2) What is the impact (or limitation) of using annual averages? Ozone concentrations vary widely from summer to winter in both the troposphere and the stratosphere. How different are the clusters if the analysis is applied separately to summer and winter months? Another problem with the annual average is that mid-latitudes are heavily influenced by polar air masses in winter (low tropopause), and by tropical air masses in summer (high tropopause). So the annual average is just an unrealistic homogenization of very different air masses, and does not reflect the typical ozone profiles one might find in any given month or season.

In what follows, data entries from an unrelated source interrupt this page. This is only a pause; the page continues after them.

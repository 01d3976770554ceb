use std::sync::Arc;

use anyhow::Context;
use tracing::info;
use tracing_subscriber::{fmt, EnvFilter};

use coursegate::config::GateConfig;
use coursegate::identity::{spawn_hydration, AuthService, FileSessionStorage, HttpAuthBackend, SessionStorage, SessionStore};
use coursegate::navigator::Navigator;
use coursegate::router::Router;
use coursegate::shell::{self, Shell};

fn main() -> anyhow::Result<()> {
    // Init logging
    let filter = EnvFilter::try_from_default_env()
        .or_else(|_| EnvFilter::try_new("info"))
        .context("building log filter")?;
    fmt().with_env_filter(filter).with_writer(std::io::stderr).init();

    let cfg = GateConfig::from_env()?;
    let rust_log = std::env::var("RUST_LOG").unwrap_or_else(|_| "<unset>".to_string());
    info!(
        target: "startup",
        "coursegate starting: RUST_LOG='{}', api_url={}, session_file='{}', max_redirects={}",
        rust_log, cfg.api_url, cfg.session_file.display(), cfg.max_redirects
    );

    let rt = tokio::runtime::Builder::new_multi_thread()
        .enable_all()
        .build()
        .context("building tokio runtime")?;

    let store = SessionStore::new();
    let storage: Arc<dyn SessionStorage> = Arc::new(FileSessionStorage::new(cfg.session_file.clone()));
    let navigator = Navigator::new(Router::default(), store.clone(), "/", cfg.max_redirects);

    // Hydration runs in the background; the navigator re-evaluates when it lands.
    let hydration = {
        let _guard = rt.enter();
        spawn_hydration(store.clone(), storage.clone())
    };

    let backend = HttpAuthBackend::new(&cfg)?;
    let shell = Shell::new(AuthService::new(backend, store, storage), navigator);
    shell::run(&rt, &shell)?;

    hydration.abort();
    Ok(())
}
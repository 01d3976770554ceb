use std::collections::HashMap;
use std::future::Future;
use std::sync::atomic::{AtomicU64, Ordering};
use std::sync::Arc;
use std::time::Duration;

use reqwest::Url;
use serde::{Deserialize, Serialize};
use serde_json::Value;
use tracing::{info, warn};

use crate::config::GateConfig;
use crate::error::{AppError, AppResult};
use crate::tprintln;

use super::persist::{PersistedSession, SessionStorage};
use super::principal::{canonical_role_of, Principal};
use super::role::Role;
use super::session::{SessionStore, SessionToken};

pub const LOGIN_ENDPOINT: &str = "/api/auth/login";

#[derive(Debug, Clone, Serialize, Deserialize)]
pub struct LoginRequest {
    pub email: String,
    pub password: String,
}

/// What the backend hands back on success; the gate only reads the user's role
/// and keeps the token.
#[derive(Debug, Clone, PartialEq)]
pub struct LoginResponse {
    pub user: Value,
    pub token: SessionToken,
}

pub trait AuthBackend: Send + Sync {
    fn login(&self, req: &LoginRequest) -> impl Future<Output = AppResult<LoginResponse>> + Send;
}

/// Accept `{user, token}` either bare or wrapped under `data`.
pub fn parse_login_payload(body: &Value) -> AppResult<LoginResponse> {
    let payload = body.get("data").filter(|v| !v.is_null()).unwrap_or(body);
    let user = payload.get("user").filter(|u| u.is_object());
    let token = payload.get("token").and_then(Value::as_str).filter(|t| !t.trim().is_empty());
    match (user, token) {
        (Some(u), Some(t)) => Ok(LoginResponse { user: u.clone(), token: t.to_string() }),
        _ => Err(AppError::auth("malformed_login_response", "Malformed login response")),
    }
}

/// REST backend reached over HTTP.
pub struct HttpAuthBackend {
    client: reqwest::Client,
    login_url: Url,
}

impl HttpAuthBackend {
    pub fn new(cfg: &GateConfig) -> AppResult<Self> {
        let login_url = Url::parse(&format!("{}{}", cfg.api_url.trim_end_matches('/'), LOGIN_ENDPOINT))
            .map_err(|e| AppError::config("invalid_api_url".to_string(), format!("{}: {}", cfg.api_url, e)))?;
        let client = reqwest::Client::builder()
            .cookie_store(true)
            .timeout(Duration::from_secs(cfg.request_timeout_secs))
            .build()?;
        Ok(Self { client, login_url })
    }

    pub fn login_url(&self) -> &Url { &self.login_url }
}

impl AuthBackend for HttpAuthBackend {
    async fn login(&self, req: &LoginRequest) -> AppResult<LoginResponse> {
        let resp = self.client
            .post(self.login_url.clone())
            .json(&serde_json::json!({"email": req.email, "password": req.password}))
            .send()
            .await?;
        let status = resp.status();
        let body: Value = resp.json().await.unwrap_or(Value::Null);
        if !status.is_success() {
            let msg = body.get("message").and_then(Value::as_str)
                .map(|s| s.to_string())
                .unwrap_or_else(|| format!("login failed: HTTP {}", status));
            warn!(target: "coursegate::auth", status = status.as_u16(), "backend rejected login");
            return Err(match status.as_u16() {
                400 | 401 | 403 => AppError::auth("invalid_credentials".to_string(), msg),
                _ => AppError::backend("backend_error".to_string(), msg),
            });
        }
        parse_login_payload(&body)
    }
}

/// In-memory account table.
#[derive(Default)]
pub struct StaticAuthBackend {
    accounts: HashMap<String, (String, Value)>,
    issued: AtomicU64,
}

impl StaticAuthBackend {
    pub fn new() -> Self { Self::default() }

    pub fn with_account(mut self, email: &str, password: &str, user: Value) -> Self {
        self.accounts.insert(email.trim().to_lowercase(), (password.to_string(), user));
        self
    }
}

impl AuthBackend for StaticAuthBackend {
    async fn login(&self, req: &LoginRequest) -> AppResult<LoginResponse> {
        match self.accounts.get(&req.email.trim().to_lowercase()) {
            Some((pw, user)) if *pw == req.password => {
                let n = self.issued.fetch_add(1, Ordering::Relaxed) + 1;
                Ok(LoginResponse { user: user.clone(), token: format!("static.{}.{}", n, chrono::Utc::now().timestamp_millis()) })
            }
            _ => Err(AppError::auth("invalid_credentials", "Invalid email or password")),
        }
    }
}

#[derive(Debug, Clone, PartialEq)]
pub struct LoginOutcome {
    pub role: Role,
    /// Where to navigate after a successful login.
    pub home: &'static str,
    pub principal: Principal,
}

/// Login/logout/expiry flow: the only writer of the session store besides hydration.
pub struct AuthService<B: AuthBackend> {
    backend: B,
    store: Arc<SessionStore>,
    storage: Arc<dyn SessionStorage>,
}

impl<B: AuthBackend> AuthService<B> {
    pub fn new(backend: B, store: Arc<SessionStore>, storage: Arc<dyn SessionStorage>) -> Self {
        Self { backend, store, storage }
    }

    pub fn store(&self) -> &Arc<SessionStore> { &self.store }

    pub async fn login(&self, req: &LoginRequest) -> AppResult<LoginOutcome> {
        if req.email.trim().is_empty() || req.password.is_empty() {
            return Err(AppError::user("missing_credentials", "email and password are required"));
        }
        let resp = self.backend.login(req).await?;
        let role = canonical_role_of(&resp.user);
        let mut user = resp.user;
        if let Some(obj) = user.as_object_mut() {
            obj.insert("role".into(), Value::String(role.as_str().into()));
        }
        self.storage.save(&PersistedSession::new(resp.token.clone(), role.as_str(), user.clone()))?;
        let principal = Principal::from_user_record(&user, role.as_str());
        self.store.login(principal.clone(), resp.token);
        info!(target: "coursegate::auth", user = principal.label(), role = %role, "auth.login");
        tprintln!("auth.login home={}", role.home_path());
        Ok(LoginOutcome { role, home: role.home_path(), principal })
    }

    /// Clear the in-memory session first so the gate closes even if storage fails.
    pub fn logout(&self) -> AppResult<bool> {
        let was = self.store.logout();
        self.storage.clear()?;
        info!(target: "coursegate::auth", was_authenticated = was, "auth.logout");
        Ok(was)
    }

    pub fn expire(&self) -> AppResult<bool> {
        let was = self.store.expire();
        self.storage.clear()?;
        info!(target: "coursegate::auth", was_authenticated = was, "auth.expired");
        Ok(was)
    }
}
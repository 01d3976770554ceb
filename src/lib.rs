pub mod error;
pub mod config;
pub mod identity;
pub mod router;
pub mod navigator;
pub mod shell;

// Test-only printing helper: expands to eprintln! during tests and debug builds.
// Usage: tprintln!("debug: {}", value);
#[cfg(any(test, debug_assertions))]
#[macro_export]
macro_rules! tprintln {
    ($($arg:tt)*) => ( eprintln!($($arg)*) );
}

// In release builds, provide a no-op tprintln! so calls compile without effect.
#[cfg(not(any(test, debug_assertions)))]
#[macro_export]
macro_rules! tprintln {
    ($($arg:tt)*) => ({
        // Preserve formatting checks in release without producing code
        if false { let _ = format!($($arg)*); }
    });
}
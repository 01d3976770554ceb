//! Canonical roles, the role-label normalizer and the role → home-path table.

use once_cell::sync::Lazy;
use regex::Regex;
use serde::{Deserialize, Serialize};
use serde_json::Value;
use std::fmt::{Display, Formatter};

static NON_CANONICAL: Lazy<Regex> = Lazy::new(|| Regex::new("[^A-Z]").expect("static pattern"));

/// Normalize a raw role label: trim, upper-case, then map every character outside
/// `A-Z` to `_`. Total and idempotent; the result is only meaningful when it equals
/// one of the canonical tokens.
pub fn normalize_role(raw: &str) -> String {
    let up = raw.trim_matches(|c: char| c.is_whitespace() || c == '\u{FEFF}').to_uppercase();
    NON_CANONICAL.replace_all(&up, "_").into_owned()
}

/// Absent labels normalize to the empty string.
pub fn normalize_role_opt(raw: Option<&str>) -> String {
    raw.map(normalize_role).unwrap_or_default()
}

/// Normalize a role label taken straight from a JSON payload. Only strings carry a
/// role; null, numbers, booleans and structured values yield the empty token.
pub fn normalize_role_value(raw: &Value) -> String {
    match raw {
        Value::String(s) => normalize_role(s),
        _ => String::new(),
    }
}

#[derive(Debug, Clone, Copy, PartialEq, Eq, Hash, PartialOrd, Ord, Serialize, Deserialize)]
#[serde(rename_all = "UPPERCASE")]
pub enum Role {
    SuperAdmin,
    Admin,
    Instructor,
    Student,
}

impl Role {
    pub const ALL: [Role; 4] = [Role::SuperAdmin, Role::Admin, Role::Instructor, Role::Student];

    pub fn as_str(&self) -> &'static str {
        match self {
            Role::SuperAdmin => "SUPERADMIN",
            Role::Admin => "ADMIN",
            Role::Instructor => "INSTRUCTOR",
            Role::Student => "STUDENT",
        }
    }

    /// Exact match against an already-normalized token.
    pub fn from_canonical(token: &str) -> Option<Role> {
        Role::ALL.iter().copied().find(|r| r.as_str() == token)
    }

    /// Normalize then match; `None` means the label is unrecognized.
    pub fn from_label(raw: &str) -> Option<Role> {
        Role::from_canonical(&normalize_role(raw))
    }

    /// Landing route for this role.
    pub fn home_path(&self) -> &'static str {
        match self {
            Role::SuperAdmin => "/superadmin",
            Role::Admin => "/admin",
            Role::Instructor => "/instructor",
            Role::Student => "/dashboard",
        }
    }
}

impl Display for Role {
    fn fmt(&self, f: &mut Formatter<'_>) -> std::fmt::Result {
        f.write_str(self.as_str())
    }
}

/// Redirect Target Table lookup on a normalized token. Misses for unrecognized tokens;
/// each guard applies its own fallback.
pub fn home_path_for(token: &str) -> Option<&'static str> {
    Role::from_canonical(token).map(|r| r.home_path())
}

#[cfg(test)]
mod tests {
    use super::*;
    use serde_json::json;

    #[test]
    fn normalizes_common_spellings() {
        assert_eq!(normalize_role("admin"), "ADMIN");
        assert_eq!(normalize_role(" Instructor "), "INSTRUCTOR");
        assert_eq!(normalize_role("super-admin"), "SUPER_ADMIN");
        assert_eq!(normalize_role("Super Admin!"), "SUPER_ADMIN_");
        assert_eq!(normalize_role(""), "");
        assert_eq!(normalize_role("   "), "");
    }

    #[test]
    fn byte_order_mark_is_trimmed() {
        assert_eq!(normalize_role("\u{FEFF}admin"), "ADMIN");
        assert_eq!(normalize_role("student\u{FEFF}\n"), "STUDENT");
        assert_eq!(normalize_role("\u{00A0}Instructor"), "INSTRUCTOR");
    }

    #[test]
    fn non_string_inputs_normalize_to_empty() {
        assert_eq!(normalize_role_opt(None), "");
        assert_eq!(normalize_role_value(&Value::Null), "");
        assert_eq!(normalize_role_value(&json!(42)), "");
        assert_eq!(normalize_role_value(&json!(true)), "");
        assert_eq!(normalize_role_value(&json!({"name": "ADMIN"})), "");
        assert_eq!(normalize_role_value(&json!("student")), "STUDENT");
    }

    #[test]
    fn canonical_tokens_are_fixed_points() {
        for r in Role::ALL {
            assert_eq!(normalize_role(r.as_str()), r.as_str());
            assert_eq!(Role::from_canonical(r.as_str()), Some(r));
        }
    }

    #[test]
    fn normalization_is_idempotent() {
        let samples = ["admin", " Instructor ", "super-admin", "Super Admin!", "élève", "ß", "42", "", "r\u{00f4}le\t"];
        for s in samples {
            let once = normalize_role(s);
            assert_eq!(normalize_role(&once), once, "not idempotent for {:?}", s);
            assert!(once.chars().all(|c| c.is_ascii_uppercase() || c == '_'));
        }
    }

    #[test]
    fn super_admin_spelling_is_not_superadmin() {
        assert_eq!(Role::from_label("Super-Admin"), None);
        assert_eq!(Role::from_label("superadmin"), Some(Role::SuperAdmin));
    }

    #[test]
    fn home_table() {
        assert_eq!(home_path_for("SUPERADMIN"), Some("/superadmin"));
        assert_eq!(home_path_for("ADMIN"), Some("/admin"));
        assert_eq!(home_path_for("INSTRUCTOR"), Some("/instructor"));
        assert_eq!(home_path_for("STUDENT"), Some("/dashboard"));
        assert_eq!(home_path_for("SUPER_ADMIN"), None);
        assert_eq!(home_path_for(""), None);
    }

    #[test]
    fn serde_uses_canonical_tokens() {
        assert_eq!(serde_json::to_value(Role::SuperAdmin).unwrap(), json!("SUPERADMIN"));
        let r: Role = serde_json::from_value(json!("INSTRUCTOR")).unwrap();
        assert_eq!(r, Role::Instructor);
    }
}
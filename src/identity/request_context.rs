use serde::{Deserialize, Serialize};
use serde_json::Value;

/// Per-navigation data carried alongside the path, never in the URL.
#[derive(Debug, Clone, Copy, Default, PartialEq, Eq, Serialize, Deserialize)]
#[serde(rename_all = "camelCase")]
pub struct NavigationState {
    /// Let an authenticated actor through to a public-only view.
    #[serde(default)]
    pub allow_when_logged_in: bool,
}

impl NavigationState {
    pub fn allow_when_logged_in() -> Self { Self { allow_when_logged_in: true } }

    /// Lenient read of an arbitrary state object: only a literal `true` counts.
    pub fn from_value(v: &Value) -> Self {
        Self { allow_when_logged_in: v.get("allowWhenLoggedIn").and_then(Value::as_bool) == Some(true) }
    }
}

#[cfg(test)]
mod tests {
    use super::*;
    use serde_json::json;

    #[test]
    fn only_literal_true_sets_override() {
        assert!(NavigationState::from_value(&json!({"allowWhenLoggedIn": true})).allow_when_logged_in);
        assert!(!NavigationState::from_value(&json!({"allowWhenLoggedIn": "true"})).allow_when_logged_in);
        assert!(!NavigationState::from_value(&json!({"allowWhenLoggedIn": 1})).allow_when_logged_in);
        assert!(!NavigationState::from_value(&Value::Null).allow_when_logged_in);
    }
}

3) The analysis makes no use of observations, and with no evaluation against real-world data we are unable to understand the accuracy of the method. Stauffer et al. (2018) clustered ozone profiles at more than 2 dozen ozonesonde stations worldwide. I realize the authors can’t use sparse observations as the basis for this global-scale analysis, but they can certainly evaluate the results against observations. The authors should examine the observed profiles above the ozonesonde stations that lie within each of the clustered regions. Do the profiles within each region have similar characteristics? If so, then the method is applicable to the real-world; if not, then the usefulness of the method is questionable. What is the result when the observations are then examined by season? Are the observations within each cluster similar to each other in summer, and also in winter? Or does everything break down (see my comment above about seasonal variability in the mid-latitudes).
Other comments:
Line 59
When reviewing clustering techniques as applied to ozone profiles, the authors should include Stauffer et al. (2016, 2018).
Line 61
The perceived methodology and aim of Chang et al. 2017, as stated in the manuscript, is not correct. Chang et al. 2017 are not seeking to cluster similar ozone monitoring sites. Rather they are trying to quantify the regional-scale, long-term trend of ozone, while accounting for the spatial distribution of the sites and the correlation between sites. This method accounts for the uneven distribution of sites and prevents any heavily-sampled sub-region from exerting an out-sized influence on the trend.
Line 95-98
I don’t understand why the study is limited to 1-1000 hPa. This omits a large section of the globe, i.e. land regions more than 100-200 m above sea level. I realize the method cannot tolerate missing values, but why not conduct the study for profiles in the range 1-950 hPa; this way you retain most of the land areas.
Line 110
This statement is problematic:
“The motivation behind withholding the geographical information is that there is no reason for the vertical ozone structure of the profile to be unique to a given region (Maze et al., 2017).” Using a paper that deals with ocean temperature, the authors seem to suggest that there is no discernable structure in the global ozone distribution and that one region is no different from another. Yet, plenty of observation-based studies identify clear structure in the global ozone distribution that varies with season [Kley et al., 1996; Thouret et al., 1998; Oltmans et al., 1996, 2004; Thompson et al., 2003; Cooper et al., 2007; Gaudel et al., 2020;]. Therefore, certain profile types are more likely to occur in some regions than in other regions. This statement needs to be revised.
Line 173
To say that the tropopause is around 300 hPa is a gross over-simplification. As can be seen in Figure 2, there are plenty of profiles in which the tropopause is around 150 hPa, which is common in the tropics.
Line 175
The statement that ozone increases near the surface is problematic because ozone is plotted in units of mPa. If ozone is plotted in units of ppbv (the typical unit for evaluating air pollution levels in the troposphere) then we would see that the average ozone profile has more ozone in the upper troposphere, especially at mid- and high latitudes (see the ozone profile papers that I cited above). Furthermore, Jaffe and Wigder (2012) is not a sufficient reference because they only discuss ozone at the surface and do not mention the vertical distribution of ozone.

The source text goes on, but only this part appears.